Ce texte fait partie des grandes sources de référence et de toute première main concernant les enseignements et entretiens avec Râmana Mahârshi. Tous les aspects de l'enseignement du Sage, et donc de l'Advaïta-Vedânta, sont présentés ici sous la forme vivante de questions-réponses. Les questions sont celles que tous et toutes auraient pu lui poser. Le Sage ramène toujours son interlocuteur à la source, à l'investigation du "Qui-suis-je ? ". Le Sage nous dit : "Trouvez en vous "qui" pose la question ? Pourquoi la posez-vous ? Que cherchez-vous ? Pourquoi vous égarez-vous dans cette direction ? Voyez ce qui est. Voyez cette Réalité, cette Présence éternelle et belle qui est en vous et en toute chose."Il enjoint, à travers l'investigation, de trancher à la racine toute dualité connaissant-connu, voyant-vu, afin que ne demeure que le Soi : ce qui est. Ce questionnement nous met face à une réalité "vitale" : est-on satisfait de sa condition actuelle ? Nous sommes là au coeur même d'un enseignement vivant d'une grande profondeur. Les réponses qui sont données ici sont le fruit, non d'un intellect brillant, non d'une savante dialectique, mais de l'inspiration d'un homme qui, très jeune, découvrit la vérité ultime de son être et qui partagea cette vérité avec force et humilité avec tous ceux et celles qui l'approchèrent.
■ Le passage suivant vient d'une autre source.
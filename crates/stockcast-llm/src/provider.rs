//! LLM provider trait definition

use crate::{CompletionRequest, CompletionResponse, Result};
use async_trait::async_trait;

/// Trait for LLM providers
///
/// Implementations of this trait provide access to different LLM services
/// (e.g., Gemini, OpenAI-compatible servers).
#[async_trait]
pub trait LLMProvider: Send + Sync {
    /// Generate a completion from the LLM
    ///
    /// # Arguments
    ///
    /// * `request` - The completion request with messages, parameters and
    ///   the requested response format
    ///
    /// # Returns
    ///
    /// The completion response with the assistant's message and metadata
    async fn complete(&self, request: CompletionRequest) -> Result<CompletionResponse>;

    /// Get the provider name (e.g., "gemini", "openai")
    fn name(&self) -> &str;
}
//! Prompt templates for the two generation requests
//!
//! Templates are MiniJinja sources registered under stable names:
//! - `stock.basic`: company identity, latest quote and price history
//! - `stock.advanced`: metrics, narrative, peers and predictions
//!
//! Both are rendered with [`PromptVars`].

use chrono::{NaiveDate, Utc};
use minijinja::Environment;
use serde::Serialize;
use std::sync::LazyLock;
use tracing::error;

/// Template name of the basic-data prompt
pub const BASIC_PROMPT: &str = "stock.basic";

/// Template name of the advanced-analysis prompt
pub const ADVANCED_PROMPT: &str = "stock.advanced";

const BASIC_TEMPLATE: &str = r#"
Generate essential stock information for the Indian stock ticker "{{ ticker }}".
The JSON object must strictly adhere to the provided schema.
All currency values must be in Indian Rupees (INR).
Today's date is {{ today }}.

Provide the following:
1.  "company_info": Details about the company (name, ticker, exchange).
2.  "current_price_info": The most recent (today's) simulated price information, as of {{ today }}.
3.  "historical_data": An array of the last {{ history_days }} trading days of stock data, with the most recent date being {{ today }} or the last trading day before it. Every "date" must be formatted YYYY-MM-DD. The data must be ordered from newest to oldest.
"#;

const ADVANCED_TEMPLATE: &str = r#"
You are an expert financial AI. Your task is to generate an advanced stock analysis for the Indian stock ticker "{{ ticker }}".
Your analysis and prediction should be based on a simulated high-performance model inspired by the 'Transformer and Time2Vec' architecture from academic research (e.g., DOI: 10.1109/ICAIIC64266.2025.10920805).
Today's date is {{ today }}.

The JSON object must strictly adhere to the provided schema.
All currency values must be in Indian Rupees (INR).

Provide the following:
1. "key_metrics": Important financial metrics. Market cap should be a string like "11.07LCr". 'pe_ratio' or 'div_yield' can be null.
2. "about": A concise, one-paragraph description of the company's business.
3. "related_stocks": An array of 4-5 related Indian companies or competitors.
4. "prediction": An AI-driven prediction for the next day's closing price (i.e., for the day after {{ today }}).
   - The 'analysis' text should be concise but sound professional, briefly mentioning how concepts like 'temporal encoding with Time2Vec' and 'multi-head attention' help capture market dynamics to justify the prediction.
   - The performance metrics must be very strong to reflect this advanced model. Generate a simulated R² score between 0.92 and 0.95, with correspondingly low RMSE and MAE values.
5. "historical_predictions": An array of predicted closing prices for each of the last {{ history_days }} trading days, with the most recent date being {{ today }} or the last trading day before it. Each object must have a 'date' (YYYY-MM-DD) and a 'predicted_close'. The predictions should closely track the actual prices but with some variance to simulate a realistic, high-performance model.
"#;

static TEMPLATES: LazyLock<Environment<'static>> = LazyLock::new(|| {
    let mut env = Environment::new();
    for (name, source) in [
        (BASIC_PROMPT, BASIC_TEMPLATE),
        (ADVANCED_PROMPT, ADVANCED_TEMPLATE),
    ] {
        if let Err(e) = env.add_template(name, source) {
            error!(template = name, error = %e, "Failed to register prompt template");
        }
    }
    env
});

/// Values interpolated into the prompts
#[derive(Debug, Clone, Serialize)]
pub struct PromptVars {
    /// Normalised ticker symbol
    pub ticker: String,
    /// Anchor date, rendered YYYY-MM-DD
    pub today: String,
    /// Number of trading days requested
    pub history_days: usize,
}

impl PromptVars {
    /// Variables anchored to today's UTC date
    pub fn new(ticker: impl Into<String>, history_days: usize) -> Self {
        Self::on(ticker, Utc::now().date_naive(), history_days)
    }

    /// Variables anchored to a fixed date
    pub fn on(ticker: impl Into<String>, today: NaiveDate, history_days: usize) -> Self {
        Self {
            ticker: ticker.into(),
            today: today.format("%Y-%m-%d").to_string(),
            history_days,
        }
    }
}

/// Render a named prompt template
pub fn render(name: &str, vars: &PromptVars) -> Result<String, minijinja::Error> {
    TEMPLATES.get_template(name)?.render(vars)
}

#[cfg(test)]
mod tests {
    use super::*;

    fn vars() -> PromptVars {
        PromptVars::on("TCS", NaiveDate::from_ymd_opt(2024, 5, 3).unwrap(), 90)
    }

    #[test]
    fn test_basic_prompt() {
        let prompt = render(BASIC_PROMPT, &vars()).unwrap();
        assert!(prompt.contains("Indian stock ticker \"TCS\""));
        assert!(prompt.contains("Indian Rupees (INR)"));
        assert!(prompt.contains("Today's date is 2024-05-03."));
        assert!(prompt.contains("last 90 trading days"));
        assert!(prompt.contains("newest to oldest"));
    }

    #[test]
    fn test_advanced_prompt() {
        let prompt = render(ADVANCED_PROMPT, &vars()).unwrap();
        assert!(prompt.contains("expert financial AI"));
        assert!(prompt.contains("Time2Vec"));
        assert!(prompt.contains("multi-head attention"));
        assert!(prompt.contains("between 0.92 and 0.95"));
        assert!(prompt.contains("4-5 related Indian companies"));
        assert!(prompt.contains("\"11.07LCr\""));
        assert!(prompt.contains("the day after 2024-05-03"));
    }

    #[test]
    fn test_history_days_is_interpolated() {
        let vars = PromptVars::on("INFY", NaiveDate::from_ymd_opt(2024, 1, 2).unwrap(), 30);
        let prompt = render(ADVANCED_PROMPT, &vars).unwrap();
        assert!(prompt.contains("each of the last 30 trading days"));
    }

    #[test]
    fn test_templates_registered() {
        for name in [BASIC_PROMPT, ADVANCED_PROMPT] {
            assert!(TEMPLATES.get_template(name).is_ok(), "{name} not registered");
        }
    }

    #[test]
    fn test_unknown_template() {
        assert!(render("stock.missing", &vars()).is_err());
    }
}
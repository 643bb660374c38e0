//! Logging and tracing utilities

use tracing_subscriber::{EnvFilter, layer::SubscriberExt, util::SubscriberInitExt};

/// Default filter used when `RUST_LOG` is not set
pub const DEFAULT_FILTER: &str = "warn,stockcast_market=info";

/// Output format for log lines
#[derive(Debug, Clone, Copy, PartialEq, Eq, Default)]
pub enum LogFormat {
    /// Human readable, one event per line
    #[default]
    Pretty,
    /// Newline-delimited JSON
    Json,
}

/// Initialize tracing subscriber with default configuration
pub fn init_tracing() {
    init_tracing_with(LogFormat::Pretty, DEFAULT_FILTER);
}

/// Initialize tracing with an explicit format and fallback filter
///
/// `RUST_LOG` takes precedence over `default_filter`. Logs go to stderr so
/// that stdout stays reserved for rendered output.
pub fn init_tracing_with(format: LogFormat, default_filter: &str) {
    let filter =
        EnvFilter::try_from_default_env().unwrap_or_else(|_| EnvFilter::new(default_filter));

    let registry = tracing_subscriber::registry().with(filter);

    match format {
        LogFormat::Pretty => registry
            .with(tracing_subscriber::fmt::layer().with_writer(std::io::stderr))
            .init(),
        LogFormat::Json => registry
            .with(
                tracing_subscriber::fmt::layer()
                    .json()
                    .with_writer(std::io::stderr),
            )
            .init(),
    }
}
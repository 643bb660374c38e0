//! Chart series derived from an analysis

use crate::model::{StockAnalysis, StockDataPoint};
use chrono::{Days, NaiveDate};
use serde::Serialize;
use std::collections::HashMap;

/// Padding used when every value is identical
const FLAT_PADDING: f64 = 5.0;

/// One day of the actual-vs-predicted comparison
#[derive(Debug, Clone, Copy, PartialEq, Serialize)]
pub struct ComparisonPoint {
    pub date: NaiveDate,
    pub actual_close: f64,
    pub predicted_close: f64,
}

/// History oldest first, plus a next-day prediction point when available
///
/// The prediction point carries only the close; open, high, low and volume
/// are zero.
pub fn price_series(analysis: &StockAnalysis) -> Vec<StockDataPoint> {
    let mut series = analysis.historical_data.clone();
    series.sort_by(|a, b| a.date.cmp(&b.date));

    let next_day = series
        .last()
        .and_then(|last| last.date.checked_add_days(Days::new(1)));

    if let (Some(prediction), Some(date)) = (&analysis.prediction, next_day) {
        series.push(StockDataPoint {
            date,
            open: 0.0,
            high: 0.0,
            low: 0.0,
            close: prediction.predicted_close,
            volume: 0,
            is_prediction: true,
        });
    }

    series
}

/// Actual closes paired with same-day historical predictions, oldest first
///
/// Days without a prediction are left out. For duplicate prediction dates
/// the last entry wins.
pub fn comparison_series(analysis: &StockAnalysis) -> Vec<ComparisonPoint> {
    let Some(predictions) = &analysis.historical_predictions else {
        return Vec::new();
    };

    let by_date: HashMap<NaiveDate, f64> = predictions
        .iter()
        .map(|p| (p.date, p.predicted_close))
        .collect();

    let mut series: Vec<ComparisonPoint> = analysis
        .historical_data
        .iter()
        .filter_map(|point| {
            by_date.get(&point.date).map(|&predicted_close| ComparisonPoint {
                date: point.date,
                actual_close: point.close,
                predicted_close,
            })
        })
        .collect();
    series.sort_by(|a, b| a.date.cmp(&b.date));
    series
}

/// Y-axis range with 10% padding on each side (fixed padding for flat data)
pub fn price_domain(values: impl IntoIterator<Item = f64>) -> Option<(f64, f64)> {
    let (min, max) = values
        .into_iter()
        .filter(|v| v.is_finite())
        .fold(None, |acc: Option<(f64, f64)>, v| match acc {
            None => Some((v, v)),
            Some((lo, hi)) => Some((lo.min(v), hi.max(v))),
        })?;

    let span = max - min;
    let pad = if span > 0.0 { span * 0.1 } else { FLAT_PADDING };
    Some((min - pad, max + pad))
}

#[cfg(test)]
mod tests {
    use super::*;
    use crate::model::HistoricalPredictionPoint;
    use crate::model::fixtures::{advanced, bar, basic, date};

    #[test]
    fn test_price_series_ascending_without_prediction() {
        let mut analysis = StockAnalysis::from_basic(basic("TCS"));
        analysis.sort_history_desc();

        let series = price_series(&analysis);
        assert_eq!(series.len(), 3);
        assert!(series.windows(2).all(|w| w[0].date < w[1].date));
        assert!(series.iter().all(|p| !p.is_prediction));
    }

    #[test]
    fn test_price_series_appends_prediction() {
        let analysis = StockAnalysis::from_basic(basic("TCS")).with_advanced(advanced());
        let series = price_series(&analysis);

        assert_eq!(series.len(), analysis.historical_data.len() + 1);
        let last = series.last().unwrap();
        assert!(last.is_prediction);
        assert_eq!(last.date, date(2024, 5, 4));
        assert_eq!(last.close, 3560.0);
        assert_eq!(last.volume, 0);
        assert_eq!(last.open, 0.0);
    }

    #[test]
    fn test_prediction_needs_history() {
        let mut analysis = StockAnalysis::from_basic(basic("TCS")).with_advanced(advanced());
        analysis.historical_data.clear();
        assert!(price_series(&analysis).is_empty());
    }

    #[test]
    fn test_comparison_series_matches_dates() {
        let mut adv = advanced();
        adv.historical_predictions.push(HistoricalPredictionPoint {
            date: date(2024, 4, 1),
            predicted_close: 1.0,
        });
        let analysis = StockAnalysis::from_basic(basic("TCS")).with_advanced(adv);

        let series = comparison_series(&analysis);
        let dates: Vec<_> = series.iter().map(|p| p.date).collect();
        assert_eq!(dates, vec![date(2024, 5, 2), date(2024, 5, 3)]);
        assert_eq!(series[1].actual_close, 3542.10);
        assert_eq!(series[1].predicted_close, 3538.0);
    }

    #[test]
    fn test_comparison_duplicate_dates_last_wins() {
        let mut adv = advanced();
        adv.historical_predictions.push(HistoricalPredictionPoint {
            date: date(2024, 5, 3),
            predicted_close: 3600.0,
        });
        let analysis = StockAnalysis::from_basic(basic("TCS")).with_advanced(adv);

        let series = comparison_series(&analysis);
        assert_eq!(series.len(), 2);
        assert_eq!(series[1].predicted_close, 3600.0);
    }

    #[test]
    fn test_comparison_empty_without_predictions() {
        let analysis = StockAnalysis::from_basic(basic("TCS"));
        assert!(comparison_series(&analysis).is_empty());
    }

    #[test]
    fn test_price_domain() {
        assert_eq!(price_domain([100.0, 200.0]), Some((90.0, 210.0)));
        assert_eq!(price_domain([50.0, 50.0]), Some((45.0, 55.0)));
        assert_eq!(price_domain([f64::NAN, 10.0]), Some((5.0, 15.0)));
        assert_eq!(price_domain(std::iter::empty()), None);

        let closes = [bar(date(2024, 1, 1), 10.0), bar(date(2024, 1, 2), 20.0)];
        assert_eq!(price_domain(closes.iter().map(|p| p.close)), Some((9.0, 21.0)));
    }
}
Tous les aspects de la non-dualité sont abordés. L'enseignement est présenté ici avec une clarté et une concision rares. On appréciera l'humour sous-jacent dans nombre d'explications ou de réponses du Sage d'Arunachâla. Au-delà de toute doctrine, le Sage nous invite toujours à revenir à la vérité de notre être, à notre perfection originelle.